* **Activity**: Determine the number of lines in the data that include the word "CommentIssue", and write only that number.

━━━ Entries supplied

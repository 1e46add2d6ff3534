use std::collections::BTreeMap;

use async_trait::async_trait;
use chrono::{NaiveDate, Utc};
use regex::Regex;

use crate::types::{Intent, Interpretation, Repo, StructuredCommand};

/// A parsing strategy: free text plus the selected repository in, a
/// structured command (or batch, or a contained parse failure) out.
///
/// Implementations must never let a fault escape; anything they cannot
/// interpret comes back as `Interpretation::Unrecognized`.
#[async_trait]
pub trait Interpreter {
    async fn interpret(&self, input: &str, repo: &Repo) -> Interpretation;
}

/// One row of the rule table: a pattern, the intent it maps to, and the
/// parameter names its capture groups bind to (positionally).
struct Rule {
    pattern: Regex,
    intent: Intent,
    params: &'static [&'static str],
}

/// Local pattern-based strategy.
///
/// Rules are evaluated in table order, first match wins. Matching is
/// case-insensitive against the trimmed input so quoted titles and comment
/// bodies keep their original casing in the captured parameters. A capture
/// group that matched nothing is an absent parameter, not an empty string.
/// New intents are added by appending rows, not by adding branches.
pub struct PatternInterpreter {
    rules: Vec<Rule>,
}

// Table order matters: comment rules before the more general create/list
// rules, and issue-comment listing before the generic list_items rule.
const RULE_TABLE: &[(&str, &str, &[&str])] = &[
    (
        r#"^create\s+(?:a\s+)?(?:new\s+)?(?:pull\s+request|pr)\s+from\s+(\S+)\s+to\s+(\S+)(?:\s+with\s+title\s+"([^"]+)")?(?:\s+(?:and\s+)?(?:with\s+)?body\s+"([^"]+)")?$"#,
        "create_pr",
        &["head", "base", "title", "body"],
    ),
    (
        r#"^merge\s+(?:pull\s+request|pr)\s+#?(\d+)(?:\s+with\s+message\s+"([^"]+)")?$"#,
        "merge_pr",
        &["pr_number", "message"],
    ),
    (
        r#"^comment\s+on\s+(?:pull\s+request|pr)\s+#?(\d+)\s+with\s+"([^"]+)"$"#,
        "comment_pr",
        &["pr_number", "comment"],
    ),
    (
        r#"^create\s+(?:a\s+)?(?:new\s+)?issue(?:\s+(?:titled|with\s+title)\s+"([^"]+)")?(?:\s+(?:and\s+)?(?:with\s+)?body\s+"([^"]+)")?$"#,
        "create_issue",
        &["title", "body"],
    ),
    (
        r#"^comment\s+on\s+issue\s+#?(\d+)\s+with\s+"([^"]+)"$"#,
        "comment_issue",
        &["issue_number", "comment"],
    ),
    (
        r"^(?:list|show)\s+(?:the\s+)?comments\s+(?:on|for)\s+issue\s+#?(\d+)$",
        "list_issue_comments",
        &["issue_number"],
    ),
    (
        r"^(?:list|show)\s+(?:all\s+)?(open|closed)?\s*(issues|pull\s+requests|prs|branches|commits)$",
        "list_items",
        &["state", "item_type"],
    ),
    (
        r"^(?:view|show|open)\s+file\s+(\S+)(?:\s+(?:on|from)\s+(?:branch\s+)?(\S+))?$",
        "view_file",
        &["file_path", "branch"],
    ),
    (
        r"^(?:view|show)\s+commit\s+([0-9a-fA-F]{6,40})$",
        "view_commit",
        &["commit_sha"],
    ),
    (
        r"^(?:(?:give\s+me\s+|show\s+)?(?:a\s+)?summary\s+of\s+(?:the\s+|this\s+)?repo(?:sitory)?|describe\s+(?:the\s+|this\s+)?repo(?:sitory)?|repo\s+summary)$",
        "repo_summary",
        &[],
    ),
];

impl PatternInterpreter {
    pub fn new() -> Self {
        let rules = RULE_TABLE
            .iter()
            .map(|&(pattern, tag, params)| Rule {
                pattern: Regex::new(&format!("(?i){pattern}"))
                    .expect("rule table patterns are compile-time constants"),
                intent: Intent::parse(tag),
                params,
            })
            .collect();
        Self { rules }
    }

    /// Matches the input against the rule table and fills intent-specific
    /// defaults. Deterministic: the same input always produces the same
    /// command.
    pub fn parse(&self, input: &str) -> Interpretation {
        let input = input.trim();

        for rule in &self.rules {
            let Some(captures) = rule.pattern.captures(input) else {
                continue;
            };

            let mut params = BTreeMap::new();
            for (index, name) in rule.params.iter().enumerate() {
                if let Some(value) = captures.get(index + 1) {
                    params.insert((*name).to_string(), value.as_str().to_string());
                }
            }

            fill_defaults(&rule.intent, &mut params, Utc::now().date_naive());

            return Interpretation::Command(StructuredCommand {
                intent: rule.intent.clone(),
                params,
            });
        }

        Interpretation::Unrecognized {
            input: input.to_string(),
        }
    }
}

impl Default for PatternInterpreter {
    fn default() -> Self {
        Self::new()
    }
}

#[async_trait]
impl Interpreter for PatternInterpreter {
    async fn interpret(&self, input: &str, _repo: &Repo) -> Interpretation {
        self.parse(input)
    }
}

/// Fills the intent-specific default parameters so every command leaving the
/// parser is fully resolved.
pub fn fill_defaults(intent: &Intent, params: &mut BTreeMap<String, String>, today: NaiveDate) {
    match intent {
        Intent::CreatePr => {
            if !params.contains_key("title") {
                let head = params.get("head").cloned().unwrap_or_default();
                let base = params.get("base").cloned().unwrap_or_default();
                params.insert("title".to_string(), format!("PR from {head} to {base}"));
            }
            params.entry("body".to_string()).or_default();
        }
        Intent::MergePr => {
            params
                .entry("message".to_string())
                .or_insert_with(|| "Merged via MCP".to_string());
        }
        Intent::CreateIssue => {
            params
                .entry("title".to_string())
                .or_insert_with(|| format!("Issue created on {}", today.format("%Y-%m-%d")));
            params.entry("body".to_string()).or_default();
        }
        Intent::ListItems => {
            params
                .entry("state".to_string())
                .or_insert_with(|| "open".to_string());
            // Normalise shorthand so the dispatcher sees one spelling.
            if let Some(item_type) = params.get_mut("item_type") {
                let collapsed = item_type.to_lowercase();
                let collapsed = collapsed.split_whitespace().collect::<Vec<_>>().join(" ");
                *item_type = if collapsed == "prs" {
                    "pull requests".to_string()
                } else {
                    collapsed
                };
            }
        }
        Intent::ViewFile => {
            params
                .entry("branch".to_string())
                .or_insert_with(|| "main".to_string());
        }
        Intent::CommentPr
        | Intent::CommentIssue
        | Intent::ViewCommit
        | Intent::ListIssueComments
        | Intent::RepoSummary
        | Intent::Unknown(_) => {}
    }
}

#[cfg(test)]
mod tests {
    use super::*;

    fn parse(input: &str) -> Interpretation {
        PatternInterpreter::new().parse(input)
    }

    fn expect_command(input: &str) -> StructuredCommand {
        match parse(input) {
            Interpretation::Command(cmd) => cmd,
            other => panic!("expected a command for '{input}', got {other:?}"),
        }
    }

    #[test]
    fn create_pr_with_quoted_title() {
        let cmd = expect_command(r#"create a new pull request from dev to main with title "New Feature""#);
        assert_eq!(cmd.intent, Intent::CreatePr);
        assert_eq!(cmd.param("head"), Some("dev"));
        assert_eq!(cmd.param("base"), Some("main"));
        assert_eq!(cmd.param("title"), Some("New Feature"));
        assert_eq!(cmd.param("body"), Some(""));
    }

    #[test]
    fn create_pr_default_title() {
        let cmd = expect_command("create pull request from feature-x to main");
        assert_eq!(cmd.param("title"), Some("PR from feature-x to main"));
        assert_eq!(cmd.param("body"), Some(""));
    }

    #[test]
    fn merge_pr_fills_default_message() {
        let cmd = expect_command("merge pull request #12");
        assert_eq!(cmd.intent, Intent::MergePr);
        assert_eq!(cmd.param("pr_number"), Some("12"));
        assert_eq!(cmd.param("message"), Some("Merged via MCP"));
    }

    #[test]
    fn merge_pr_keeps_explicit_message() {
        let cmd = expect_command(r#"merge pr #7 with message "ship it""#);
        assert_eq!(cmd.param("message"), Some("ship it"));
    }

    #[test]
    fn list_open_issues() {
        let cmd = expect_command("list open issues");
        assert_eq!(cmd.intent, Intent::ListItems);
        assert_eq!(cmd.param("state"), Some("open"));
        assert_eq!(cmd.param("item_type"), Some("issues"));
    }

    #[test]
    fn list_items_defaults_to_open() {
        let cmd = expect_command("list branches");
        assert_eq!(cmd.param("state"), Some("open"));
        assert_eq!(cmd.param("item_type"), Some("branches"));
    }

    #[test]
    fn list_prs_shorthand_is_normalised() {
        let cmd = expect_command("list prs");
        assert_eq!(cmd.param("item_type"), Some("pull requests"));
    }

    #[test]
    fn comment_on_pr() {
        let cmd = expect_command(r#"comment on pr #3 with "Looks good to me""#);
        assert_eq!(cmd.intent, Intent::CommentPr);
        assert_eq!(cmd.param("pr_number"), Some("3"));
        assert_eq!(cmd.param("comment"), Some("Looks good to me"));
    }

    #[test]
    fn comment_on_issue() {
        let cmd = expect_command(r#"comment on issue #5 with "Looks good""#);
        assert_eq!(cmd.intent, Intent::CommentIssue);
        assert_eq!(cmd.param("issue_number"), Some("5"));
        assert_eq!(cmd.param("comment"), Some("Looks good"));
    }

    #[test]
    fn create_issue_defaults_title_to_today() {
        let cmd = expect_command("create issue");
        assert_eq!(cmd.intent, Intent::CreateIssue);
        let expected = format!(
            "Issue created on {}",
            Utc::now().date_naive().format("%Y-%m-%d")
        );
        assert_eq!(cmd.param("title"), Some(expected.as_str()));
        assert_eq!(cmd.param("body"), Some(""));
    }

    #[test]
    fn view_file_defaults_branch_to_main() {
        let cmd = expect_command("view file src/lib.rs");
        assert_eq!(cmd.intent, Intent::ViewFile);
        assert_eq!(cmd.param("file_path"), Some("src/lib.rs"));
        assert_eq!(cmd.param("branch"), Some("main"));
    }

    #[test]
    fn view_file_with_explicit_branch() {
        let cmd = expect_command("show file README.md on branch develop");
        assert_eq!(cmd.param("branch"), Some("develop"));
    }

    #[test]
    fn view_commit_takes_abbreviated_sha() {
        let cmd = expect_command("view commit abc1234");
        assert_eq!(cmd.intent, Intent::ViewCommit);
        assert_eq!(cmd.param("commit_sha"), Some("abc1234"));
    }

    #[test]
    fn issue_comment_listing_wins_over_list_items() {
        let cmd = expect_command("list comments on issue #9");
        assert_eq!(cmd.intent, Intent::ListIssueComments);
        assert_eq!(cmd.param("issue_number"), Some("9"));
    }

    #[test]
    fn repo_summary_variants() {
        for input in [
            "give me a summary of the repo",
            "Describe this repository",
            "repo summary",
        ] {
            assert_eq!(expect_command(input).intent, Intent::RepoSummary);
        }
    }

    #[test]
    fn unmatched_input_echoes_normalised_text() {
        match parse("  make me a sandwich  ") {
            Interpretation::Unrecognized { input } => {
                assert_eq!(input, "make me a sandwich");
            }
            other => panic!("expected Unrecognized, got {other:?}"),
        }
    }

    #[test]
    fn parsing_is_idempotent() {
        let parser = PatternInterpreter::new();
        let first = parser.parse("merge pull request #12");
        let second = parser.parse("merge pull request #12");
        match (first, second) {
            (Interpretation::Command(a), Interpretation::Command(b)) => assert_eq!(a, b),
            other => panic!("expected two commands, got {other:?}"),
        }
    }
}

━━━━━━

* **Your response**: 2